■ Work required ■
Since the data must remain as supplied, reproduce it word for word.

■ Records provided ■
+++

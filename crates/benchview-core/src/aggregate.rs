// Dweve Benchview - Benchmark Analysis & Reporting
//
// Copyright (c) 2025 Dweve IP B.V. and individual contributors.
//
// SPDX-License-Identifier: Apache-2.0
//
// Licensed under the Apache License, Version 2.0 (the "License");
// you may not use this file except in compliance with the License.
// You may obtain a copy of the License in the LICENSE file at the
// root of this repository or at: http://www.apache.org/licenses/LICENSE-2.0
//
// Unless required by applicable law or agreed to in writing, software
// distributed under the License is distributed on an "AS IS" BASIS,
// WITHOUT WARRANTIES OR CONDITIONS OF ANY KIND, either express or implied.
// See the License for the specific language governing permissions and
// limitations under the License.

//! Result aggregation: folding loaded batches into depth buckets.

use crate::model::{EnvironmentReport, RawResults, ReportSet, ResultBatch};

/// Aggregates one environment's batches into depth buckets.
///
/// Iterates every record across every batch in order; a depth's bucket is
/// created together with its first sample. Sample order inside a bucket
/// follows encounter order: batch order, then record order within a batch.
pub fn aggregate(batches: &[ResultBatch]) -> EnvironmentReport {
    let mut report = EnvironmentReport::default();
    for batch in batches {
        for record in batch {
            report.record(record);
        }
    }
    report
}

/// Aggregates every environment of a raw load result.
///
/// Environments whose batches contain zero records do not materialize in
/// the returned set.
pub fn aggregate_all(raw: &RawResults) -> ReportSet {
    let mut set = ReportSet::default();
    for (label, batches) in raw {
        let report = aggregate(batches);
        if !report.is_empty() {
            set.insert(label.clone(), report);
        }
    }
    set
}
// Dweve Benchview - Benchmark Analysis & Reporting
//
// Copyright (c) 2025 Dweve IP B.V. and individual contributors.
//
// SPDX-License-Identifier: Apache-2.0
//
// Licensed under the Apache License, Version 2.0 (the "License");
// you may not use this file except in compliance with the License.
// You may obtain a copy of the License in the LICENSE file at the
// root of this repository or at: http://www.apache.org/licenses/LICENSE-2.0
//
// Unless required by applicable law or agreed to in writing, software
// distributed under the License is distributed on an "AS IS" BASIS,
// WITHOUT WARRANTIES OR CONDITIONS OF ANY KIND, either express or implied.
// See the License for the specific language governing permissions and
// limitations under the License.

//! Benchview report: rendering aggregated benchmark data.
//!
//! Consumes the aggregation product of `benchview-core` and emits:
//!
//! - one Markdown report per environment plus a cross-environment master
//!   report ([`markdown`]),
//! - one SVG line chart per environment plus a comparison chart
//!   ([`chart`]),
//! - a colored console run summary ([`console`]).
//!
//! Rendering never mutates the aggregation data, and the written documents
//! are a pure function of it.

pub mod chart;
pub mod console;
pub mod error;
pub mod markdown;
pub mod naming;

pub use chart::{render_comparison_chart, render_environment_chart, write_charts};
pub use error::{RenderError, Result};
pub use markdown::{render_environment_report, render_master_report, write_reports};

+++

■ Final answer ■
filename crates/benchview-core/src/aggregate.rs
// Dweve Benchview - Benchmark Analysis & Reporting
//
// Copyright (c) 2025 Dweve IP B.V. and individual contributors.
//
// SPDX-License-Identifier: Apache-2.0
//
// Licensed under the Apache License, Version 2.0 (the "License");
// you may not use this file except in compliance with the License.
// You may obtain a copy of the License in the LICENSE file at the
// root of this repository or at: http://www.apache.org/licenses/LICENSE-2.0
//
// Unless required by applicable law or agreed to in writing, software
// distributed under the License is distributed on an "AS IS" BASIS,
// WITHOUT WARRANTIES OR CONDITIONS OF ANY KIND, either express or implied.
// See the License for the specific language governing permissions and
// limitations under the License.

//! Result aggregation: folding loaded batches into depth buckets.

use crate::model::{EnvironmentReport, RawResults, ReportSet, ResultBatch};

/// Aggregates one environment's batches into depth buckets.
///
/// Iterates every record across every batch in order; a depth's bucket is
/// created together with its first sample. Sample order inside a bucket
/// follows encounter order: batch order, then record order within a batch.
pub fn aggregate(batches: &[ResultBatch]) -> EnvironmentReport {
    let mut report = EnvironmentReport::default();
    for batch in batches {
        for record in batch {
            report.record(record);
        }
    }
    report
}

/// Aggregates every environment of a raw load result.
///
/// Environments whose batches contain zero records do not materialize in
/// the returned set.
pub fn aggregate_all(raw: &RawResults) -> ReportSet {
    let mut set = ReportSet::default();
    for (label, batches) in raw {
        let report = aggregate(batches);
        if !report.is_empty() {
            set.insert(label.clone(), report);
        }
    }
    set
}
// Dweve Benchview - Benchmark Analysis & Reporting
//
// Copyright (c) 2025 Dweve IP B.V. and individual contributors.
//
// SPDX-License-Identifier: Apache-2.0
//
// Licensed under the Apache License, Version 2.0 (the "License");
// you may not use this file except in compliance with the License.
// You may obtain a copy of the License in the LICENSE file at the
// root of this repository or at: http://www.apache.org/licenses/LICENSE-2.0
//
// Unless required by applicable law or agreed to in writing, software
// distributed under the License is distributed on an "AS IS" BASIS,
// WITHOUT WARRANTIES OR CONDITIONS OF ANY KIND, either express or implied.
// See the License for the specific language governing permissions and
// limitations under the License.

//! Benchview report: rendering aggregated benchmark data.
//!
//! Consumes the aggregation product of `benchview-core` and emits:
//!
//! - one Markdown report per environment plus a cross-environment master
//!   report ([`markdown`]),
//! - one SVG line chart per environment plus a comparison chart
//!   ([`chart`]),
//! - a colored console run summary ([`console`]).
//!
//! Rendering never mutates the aggregation data, and the written documents
//! are a pure function of it.

pub mod chart;
pub mod console;
pub mod error;
pub mod markdown;
pub mod naming;

pub use chart::{render_comparison_chart, render_environment_chart, write_charts};
pub use error::{RenderError, Result};
pub use markdown::{render_environment_report, render_master_report, write_reports};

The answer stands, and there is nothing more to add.